> **Problem to solve**
All lines in the material below that hold "error" should be found and copied.

> **Extracted records**
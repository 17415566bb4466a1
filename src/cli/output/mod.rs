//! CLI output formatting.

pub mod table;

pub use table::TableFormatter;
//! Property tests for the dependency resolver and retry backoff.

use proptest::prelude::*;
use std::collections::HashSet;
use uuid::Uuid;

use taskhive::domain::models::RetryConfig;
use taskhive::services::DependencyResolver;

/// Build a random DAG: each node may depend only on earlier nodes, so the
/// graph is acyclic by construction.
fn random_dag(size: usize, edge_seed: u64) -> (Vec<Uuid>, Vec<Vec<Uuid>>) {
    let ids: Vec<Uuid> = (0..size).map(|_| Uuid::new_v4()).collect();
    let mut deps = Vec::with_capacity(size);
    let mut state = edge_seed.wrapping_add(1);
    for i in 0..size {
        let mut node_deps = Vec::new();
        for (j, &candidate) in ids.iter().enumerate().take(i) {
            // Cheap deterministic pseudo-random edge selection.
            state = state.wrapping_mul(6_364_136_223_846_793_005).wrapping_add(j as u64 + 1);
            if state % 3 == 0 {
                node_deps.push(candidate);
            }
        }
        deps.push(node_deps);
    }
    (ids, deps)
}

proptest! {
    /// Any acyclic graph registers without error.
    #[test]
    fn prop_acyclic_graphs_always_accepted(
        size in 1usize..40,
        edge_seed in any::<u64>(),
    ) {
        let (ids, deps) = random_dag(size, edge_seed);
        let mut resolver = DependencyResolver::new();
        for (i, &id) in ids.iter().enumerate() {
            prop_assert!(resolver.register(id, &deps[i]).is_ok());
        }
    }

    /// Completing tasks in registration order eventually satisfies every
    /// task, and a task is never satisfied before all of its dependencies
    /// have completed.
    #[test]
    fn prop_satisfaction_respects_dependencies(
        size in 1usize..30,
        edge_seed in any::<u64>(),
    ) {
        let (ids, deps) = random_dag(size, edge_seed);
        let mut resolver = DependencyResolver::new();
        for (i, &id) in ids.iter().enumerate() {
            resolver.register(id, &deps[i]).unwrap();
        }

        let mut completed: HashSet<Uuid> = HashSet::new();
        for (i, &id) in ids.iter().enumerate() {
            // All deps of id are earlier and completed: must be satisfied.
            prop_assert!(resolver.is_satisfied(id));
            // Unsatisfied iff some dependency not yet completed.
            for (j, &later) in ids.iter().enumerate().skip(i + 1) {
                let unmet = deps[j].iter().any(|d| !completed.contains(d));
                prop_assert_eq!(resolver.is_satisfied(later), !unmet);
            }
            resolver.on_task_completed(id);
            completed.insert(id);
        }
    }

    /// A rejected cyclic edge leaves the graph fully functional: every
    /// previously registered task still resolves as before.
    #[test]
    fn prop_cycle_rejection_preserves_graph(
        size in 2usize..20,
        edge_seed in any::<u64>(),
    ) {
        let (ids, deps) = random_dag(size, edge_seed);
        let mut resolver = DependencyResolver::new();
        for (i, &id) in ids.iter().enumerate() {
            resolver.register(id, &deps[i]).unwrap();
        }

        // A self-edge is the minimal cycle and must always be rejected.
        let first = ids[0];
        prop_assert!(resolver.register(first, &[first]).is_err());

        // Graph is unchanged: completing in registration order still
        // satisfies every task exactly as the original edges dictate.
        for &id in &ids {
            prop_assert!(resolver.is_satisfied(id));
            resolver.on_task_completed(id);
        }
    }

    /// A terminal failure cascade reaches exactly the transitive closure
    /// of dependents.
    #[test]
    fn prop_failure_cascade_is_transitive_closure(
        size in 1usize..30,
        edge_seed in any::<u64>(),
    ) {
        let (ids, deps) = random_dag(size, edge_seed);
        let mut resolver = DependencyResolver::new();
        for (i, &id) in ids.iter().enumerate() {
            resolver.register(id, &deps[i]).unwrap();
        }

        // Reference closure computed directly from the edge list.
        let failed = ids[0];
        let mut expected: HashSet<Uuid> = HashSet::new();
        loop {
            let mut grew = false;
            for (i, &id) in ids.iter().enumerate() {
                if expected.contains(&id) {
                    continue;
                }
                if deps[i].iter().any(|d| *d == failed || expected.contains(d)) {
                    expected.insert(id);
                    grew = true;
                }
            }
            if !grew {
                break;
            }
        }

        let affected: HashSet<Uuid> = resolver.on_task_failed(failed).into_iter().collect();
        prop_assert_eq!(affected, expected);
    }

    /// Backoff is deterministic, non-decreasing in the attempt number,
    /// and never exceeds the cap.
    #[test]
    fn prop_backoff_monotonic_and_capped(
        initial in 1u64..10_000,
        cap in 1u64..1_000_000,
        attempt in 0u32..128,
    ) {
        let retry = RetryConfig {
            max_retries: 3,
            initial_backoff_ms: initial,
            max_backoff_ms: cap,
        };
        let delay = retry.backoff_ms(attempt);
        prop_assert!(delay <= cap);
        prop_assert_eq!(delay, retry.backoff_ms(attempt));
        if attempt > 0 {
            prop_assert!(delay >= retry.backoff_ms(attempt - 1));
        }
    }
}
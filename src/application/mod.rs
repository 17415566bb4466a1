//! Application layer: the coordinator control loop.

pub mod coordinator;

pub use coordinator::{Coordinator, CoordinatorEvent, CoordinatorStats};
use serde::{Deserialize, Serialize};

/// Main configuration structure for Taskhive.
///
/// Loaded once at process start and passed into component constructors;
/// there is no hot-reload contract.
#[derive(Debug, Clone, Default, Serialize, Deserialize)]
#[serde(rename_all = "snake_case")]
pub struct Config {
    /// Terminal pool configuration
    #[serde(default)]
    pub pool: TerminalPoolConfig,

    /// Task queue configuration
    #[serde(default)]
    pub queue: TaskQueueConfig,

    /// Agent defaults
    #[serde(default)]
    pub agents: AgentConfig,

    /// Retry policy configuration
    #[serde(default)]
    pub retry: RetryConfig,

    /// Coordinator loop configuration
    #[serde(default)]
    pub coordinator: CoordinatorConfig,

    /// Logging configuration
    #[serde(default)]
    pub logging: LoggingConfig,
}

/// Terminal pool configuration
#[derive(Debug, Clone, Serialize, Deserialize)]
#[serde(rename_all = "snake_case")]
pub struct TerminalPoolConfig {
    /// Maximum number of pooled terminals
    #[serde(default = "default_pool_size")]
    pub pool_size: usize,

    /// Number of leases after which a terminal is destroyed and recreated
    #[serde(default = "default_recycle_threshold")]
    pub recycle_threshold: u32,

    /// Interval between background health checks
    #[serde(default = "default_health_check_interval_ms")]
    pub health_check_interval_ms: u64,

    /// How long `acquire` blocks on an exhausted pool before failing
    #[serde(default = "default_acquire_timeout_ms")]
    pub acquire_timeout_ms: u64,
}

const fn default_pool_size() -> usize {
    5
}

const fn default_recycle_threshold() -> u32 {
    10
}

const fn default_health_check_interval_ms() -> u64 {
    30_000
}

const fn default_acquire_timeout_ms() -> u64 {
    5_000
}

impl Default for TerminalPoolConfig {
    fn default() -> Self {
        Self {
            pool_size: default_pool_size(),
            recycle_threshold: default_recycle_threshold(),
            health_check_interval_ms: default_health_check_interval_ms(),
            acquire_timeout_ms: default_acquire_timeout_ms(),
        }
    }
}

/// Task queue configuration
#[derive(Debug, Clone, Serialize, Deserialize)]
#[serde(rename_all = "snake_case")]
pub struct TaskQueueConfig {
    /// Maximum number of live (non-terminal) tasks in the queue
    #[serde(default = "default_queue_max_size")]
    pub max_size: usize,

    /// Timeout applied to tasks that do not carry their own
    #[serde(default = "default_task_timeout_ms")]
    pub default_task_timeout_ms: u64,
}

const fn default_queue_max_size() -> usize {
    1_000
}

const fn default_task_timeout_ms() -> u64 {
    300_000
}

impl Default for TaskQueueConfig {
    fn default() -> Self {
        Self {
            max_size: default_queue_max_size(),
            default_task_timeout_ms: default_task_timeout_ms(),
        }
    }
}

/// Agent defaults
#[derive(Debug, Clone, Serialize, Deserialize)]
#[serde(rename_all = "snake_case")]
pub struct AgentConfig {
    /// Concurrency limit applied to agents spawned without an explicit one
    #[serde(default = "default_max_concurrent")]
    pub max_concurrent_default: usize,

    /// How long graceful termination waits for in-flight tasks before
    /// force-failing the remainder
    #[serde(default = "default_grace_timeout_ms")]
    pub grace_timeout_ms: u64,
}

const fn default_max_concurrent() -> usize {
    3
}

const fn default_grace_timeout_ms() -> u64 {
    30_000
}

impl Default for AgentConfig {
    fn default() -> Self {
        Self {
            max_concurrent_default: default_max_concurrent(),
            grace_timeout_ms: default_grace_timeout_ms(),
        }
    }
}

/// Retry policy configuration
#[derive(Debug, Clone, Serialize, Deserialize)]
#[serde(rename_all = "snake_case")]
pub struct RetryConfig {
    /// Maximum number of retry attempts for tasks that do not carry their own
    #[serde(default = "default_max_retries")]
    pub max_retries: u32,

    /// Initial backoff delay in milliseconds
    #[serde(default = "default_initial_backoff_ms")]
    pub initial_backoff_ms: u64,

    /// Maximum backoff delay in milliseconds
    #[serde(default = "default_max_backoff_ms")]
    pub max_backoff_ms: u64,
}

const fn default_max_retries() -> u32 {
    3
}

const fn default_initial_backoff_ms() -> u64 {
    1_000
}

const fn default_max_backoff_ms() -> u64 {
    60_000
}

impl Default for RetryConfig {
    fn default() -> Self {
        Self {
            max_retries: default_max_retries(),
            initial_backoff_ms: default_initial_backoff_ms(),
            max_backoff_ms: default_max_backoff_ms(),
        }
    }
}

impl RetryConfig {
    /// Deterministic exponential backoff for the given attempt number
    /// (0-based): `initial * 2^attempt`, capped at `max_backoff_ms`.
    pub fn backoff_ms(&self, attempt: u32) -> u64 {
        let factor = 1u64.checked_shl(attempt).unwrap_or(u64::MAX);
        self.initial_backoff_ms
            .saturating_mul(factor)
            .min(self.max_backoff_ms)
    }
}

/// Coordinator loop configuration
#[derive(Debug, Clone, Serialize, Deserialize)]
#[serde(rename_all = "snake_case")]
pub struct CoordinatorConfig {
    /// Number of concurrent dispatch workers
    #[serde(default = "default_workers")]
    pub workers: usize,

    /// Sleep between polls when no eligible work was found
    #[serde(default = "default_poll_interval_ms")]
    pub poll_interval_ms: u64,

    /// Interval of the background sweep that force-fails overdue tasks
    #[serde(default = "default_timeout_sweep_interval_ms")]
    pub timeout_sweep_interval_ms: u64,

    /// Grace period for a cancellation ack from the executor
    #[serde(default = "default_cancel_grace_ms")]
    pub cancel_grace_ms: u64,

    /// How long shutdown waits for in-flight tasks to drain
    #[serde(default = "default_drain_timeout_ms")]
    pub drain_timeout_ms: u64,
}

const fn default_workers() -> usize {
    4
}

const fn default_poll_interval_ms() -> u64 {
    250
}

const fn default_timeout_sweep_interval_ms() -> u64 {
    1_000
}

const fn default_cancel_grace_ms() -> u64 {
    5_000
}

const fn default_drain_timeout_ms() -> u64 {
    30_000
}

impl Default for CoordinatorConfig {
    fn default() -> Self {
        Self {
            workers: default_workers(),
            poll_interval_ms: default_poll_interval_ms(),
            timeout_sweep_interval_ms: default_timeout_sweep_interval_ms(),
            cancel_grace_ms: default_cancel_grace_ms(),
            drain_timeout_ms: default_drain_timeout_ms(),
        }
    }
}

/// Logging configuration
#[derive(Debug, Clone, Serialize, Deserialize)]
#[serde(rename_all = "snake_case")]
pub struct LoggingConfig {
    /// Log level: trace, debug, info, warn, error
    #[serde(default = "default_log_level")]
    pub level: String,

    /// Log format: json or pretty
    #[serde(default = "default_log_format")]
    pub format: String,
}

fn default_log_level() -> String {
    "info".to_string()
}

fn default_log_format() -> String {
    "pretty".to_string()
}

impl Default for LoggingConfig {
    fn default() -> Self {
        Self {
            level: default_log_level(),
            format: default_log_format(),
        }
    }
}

> **Exercise response**
    /// Any acyclic graph registers without error.
    /// Log level: trace, debug, info, warn, error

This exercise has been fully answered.